→ What you have to do:
Since the data must remain as supplied, reproduce it word for word.
● ● ● ● ●
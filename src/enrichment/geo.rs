//! Geo Enricher: attaches latitude and longitude to every city of the wide table.
//!
//! Coordinates come from the WAQI city catalog, a JSON document of the form
//! `{"data": [{"Place": {"name": "Berlin", "geo": [52.52, 13.405]}}, ...]}`.

use crate::enrichment::error::EnrichmentError;
use crate::enrichment::left_join_sorted;
use crate::types::columns::{CITY, LATITUDE, LONGITUDE};
use crate::types::lat_lon::LatLon;
use crate::utils::normalize_name;
use log::{info, warn};
use polars::prelude::*;
use serde::Deserialize;
use std::collections::{BTreeMap, BTreeSet};
use std::path::Path;

#[derive(Debug, Deserialize)]
struct GeoCatalog {
    #[serde(default)]
    data: Vec<CatalogEntry>,
}

#[derive(Debug, Deserialize)]
struct CatalogEntry {
    #[serde(rename = "Place", default)]
    place: Option<Place>,
}

#[derive(Debug, Deserialize)]
struct Place {
    name: Option<String>,
    geo: Option<Vec<Option<f64>>>,
}

/// Output of the geo stage.
#[derive(Debug, Clone)]
pub struct GeoEnrichment {
    pub table: DataFrame,
    /// Cities of the table without coordinates, sorted.
    pub unmatched_cities: Vec<String>,
}

/// Parses a catalog document into normalized city name -> coordinates.
///
/// Entries without a name or a usable `[latitude, longitude]` pair are dropped.
/// When two entries normalize to the same name the later one wins.
pub fn parse_geo_catalog(text: &str) -> Result<BTreeMap<String, LatLon>, serde_json::Error> {
    let catalog: GeoCatalog = serde_json::from_str(text)?;

    let mut reference = BTreeMap::new();
    for place in catalog.data.into_iter().filter_map(|entry| entry.place) {
        let Some(name) = place.name.map(|n| normalize_name(&n)).filter(|n| !n.is_empty()) else {
            continue;
        };
        let coordinates = place.geo.and_then(|geo| match geo.as_slice() {
            [latitude, longitude, ..] => LatLon::from_parts(*latitude, *longitude),
            _ => None,
        });
        if let Some(coordinates) = coordinates {
            reference.insert(name, coordinates);
        }
    }
    Ok(reference)
}

pub fn load_geo_reference(path: &Path) -> Result<BTreeMap<String, LatLon>, EnrichmentError> {
    let text = std::fs::read_to_string(path)
        .map_err(|e| EnrichmentError::ReferenceRead(path.to_path_buf(), e))?;
    parse_geo_catalog(&text).map_err(|e| EnrichmentError::ReferenceParse(path.to_path_buf(), e))
}

fn reference_frame(reference: &BTreeMap<String, LatLon>) -> PolarsResult<DataFrame> {
    let cities: Vec<&str> = reference.keys().map(String::as_str).collect();
    let latitudes: Vec<f64> = reference.values().map(|c| c.0).collect();
    let longitudes: Vec<f64> = reference.values().map(|c| c.1).collect();
    df!(CITY => cities, LATITUDE => latitudes, LONGITUDE => longitudes)
}

fn unmatched_cities(table: &DataFrame) -> PolarsResult<Vec<String>> {
    let missing = table
        .clone()
        .lazy()
        .filter(col(LATITUDE).is_null())
        .select([col(CITY)])
        .collect()?;
    let cities: BTreeSet<&str> = missing.column(CITY)?.str()?.into_iter().flatten().collect();
    Ok(cities.into_iter().map(str::to_string).collect())
}

/// Joins a loaded reference onto the wide table by `city`.
pub fn join_geo_reference(
    wide: &DataFrame,
    reference: &BTreeMap<String, LatLon>,
) -> PolarsResult<GeoEnrichment> {
    let table = left_join_sorted(wide, reference_frame(reference)?.lazy(), &[CITY])?;
    let unmatched_cities = unmatched_cities(&table)?;
    Ok(GeoEnrichment {
        table,
        unmatched_cities,
    })
}

/// Adds `latitude` and `longitude` columns. Never fails: a catalog that cannot be
/// loaded or joined leaves the table as it was.
pub fn enrich_with_geo(wide: &DataFrame, catalog_path: &Path) -> GeoEnrichment {
    let passthrough = || GeoEnrichment {
        table: wide.clone(),
        unmatched_cities: Vec::new(),
    };

    let reference = match load_geo_reference(catalog_path) {
        Ok(reference) => reference,
        Err(e) => {
            warn!("Skipping geo enrichment: {}", e);
            return passthrough();
        }
    };
    info!(
        "Loaded coordinates for {} cities from {}",
        reference.len(),
        catalog_path.display()
    );

    match join_geo_reference(wide, &reference) {
        Ok(enriched) => {
            if !enriched.unmatched_cities.is_empty() {
                warn!(
                    "No coordinates for {} cities: {}",
                    enriched.unmatched_cities.len(),
                    enriched.unmatched_cities.join(", ")
                );
            }
            enriched
        }
        Err(e) => {
            warn!("Skipping geo enrichment, join failed: {}", e);
            passthrough()
        }
    }
}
● ● ● ● ●
→ Response box:
filename src/enrichment/geo.rs
//! Geo Enricher: attaches latitude and longitude to every city of the wide table.
//!
//! Coordinates come from the WAQI city catalog, a JSON document of the form
//! `{"data": [{"Place": {"name": "Berlin", "geo": [52.52, 13.405]}}, ...]}`.

use crate::enrichment::error::EnrichmentError;
use crate::enrichment::left_join_sorted;
use crate::types::columns::{CITY, LATITUDE, LONGITUDE};
use crate::types::lat_lon::LatLon;
use crate::utils::normalize_name;
use log::{info, warn};
use polars::prelude::*;
use serde::Deserialize;
use std::collections::{BTreeMap, BTreeSet};
use std::path::Path;

#[derive(Debug, Deserialize)]
struct GeoCatalog {
    #[serde(default)]
    data: Vec<CatalogEntry>,
}

#[derive(Debug, Deserialize)]
struct CatalogEntry {
    #[serde(rename = "Place", default)]
    place: Option<Place>,
}

#[derive(Debug, Deserialize)]
struct Place {
    name: Option<String>,
    geo: Option<Vec<Option<f64>>>,
}

/// Output of the geo stage.
#[derive(Debug, Clone)]
pub struct GeoEnrichment {
    pub table: DataFrame,
    /// Cities of the table without coordinates, sorted.
    pub unmatched_cities: Vec<String>,
}

/// Parses a catalog document into normalized city name -> coordinates.
///
/// Entries without a name or a usable `[latitude, longitude]` pair are dropped.
/// When two entries normalize to the same name the later one wins.
pub fn parse_geo_catalog(text: &str) -> Result<BTreeMap<String, LatLon>, serde_json::Error> {
    let catalog: GeoCatalog = serde_json::from_str(text)?;

    let mut reference = BTreeMap::new();
    for place in catalog.data.into_iter().filter_map(|entry| entry.place) {
        let Some(name) = place.name.map(|n| normalize_name(&n)).filter(|n| !n.is_empty()) else {
            continue;
        };
        let coordinates = place.geo.and_then(|geo| match geo.as_slice() {
            [latitude, longitude, ..] => LatLon::from_parts(*latitude, *longitude),
            _ => None,
        });
        if let Some(coordinates) = coordinates {
            reference.insert(name, coordinates);
        }
    }
    Ok(reference)
}

pub fn load_geo_reference(path: &Path) -> Result<BTreeMap<String, LatLon>, EnrichmentError> {
    let text = std::fs::read_to_string(path)
        .map_err(|e| EnrichmentError::ReferenceRead(path.to_path_buf(), e))?;
    parse_geo_catalog(&text).map_err(|e| EnrichmentError::ReferenceParse(path.to_path_buf(), e))
}

fn reference_frame(reference: &BTreeMap<String, LatLon>) -> PolarsResult<DataFrame> {
    let cities: Vec<&str> = reference.keys().map(String::as_str).collect();
    let latitudes: Vec<f64> = reference.values().map(|c| c.0).collect();
    let longitudes: Vec<f64> = reference.values().map(|c| c.1).collect();
    df!(CITY => cities, LATITUDE => latitudes, LONGITUDE => longitudes)
}

fn unmatched_cities(table: &DataFrame) -> PolarsResult<Vec<String>> {
    let missing = table
        .clone()
        .lazy()
        .filter(col(LATITUDE).is_null())
        .select([col(CITY)])
        .collect()?;
    let cities: BTreeSet<&str> = missing.column(CITY)?.str()?.into_iter().flatten().collect();
    Ok(cities.into_iter().map(str::to_string).collect())
}

/// Joins a loaded reference onto the wide table by `city`.
pub fn join_geo_reference(
    wide: &DataFrame,
    reference: &BTreeMap<String, LatLon>,
) -> PolarsResult<GeoEnrichment> {
    let table = left_join_sorted(wide, reference_frame(reference)?.lazy(), &[CITY])?;
    let unmatched_cities = unmatched_cities(&table)?;
    Ok(GeoEnrichment {
        table,
        unmatched_cities,
    })
}

/// Adds `latitude` and `longitude` columns. Never fails: a catalog that cannot be
/// loaded or joined leaves the table as it was.
pub fn enrich_with_geo(wide: &DataFrame, catalog_path: &Path) -> GeoEnrichment {
    let passthrough = || GeoEnrichment {
        table: wide.clone(),
        unmatched_cities: Vec::new(),
    };

    let reference = match load_geo_reference(catalog_path) {
        Ok(reference) => reference,
        Err(e) => {
            warn!("Skipping geo enrichment: {}", e);
            return passthrough();
        }
    };
    info!(
        "Loaded coordinates for {} cities from {}",
        reference.len(),
        catalog_path.display()
    );

    match join_geo_reference(wide, &reference) {
        Ok(enriched) => {
            if !enriched.unmatched_cities.is_empty() {
                warn!(
                    "No coordinates for {} cities: {}",
                    enriched.unmatched_cities.len(),
                    enriched.unmatched_cities.join(", ")
                );
            }
            enriched
        }
        Err(e) => {
            warn!("Skipping geo enrichment, join failed: {}", e);
            passthrough()
        }
    }
}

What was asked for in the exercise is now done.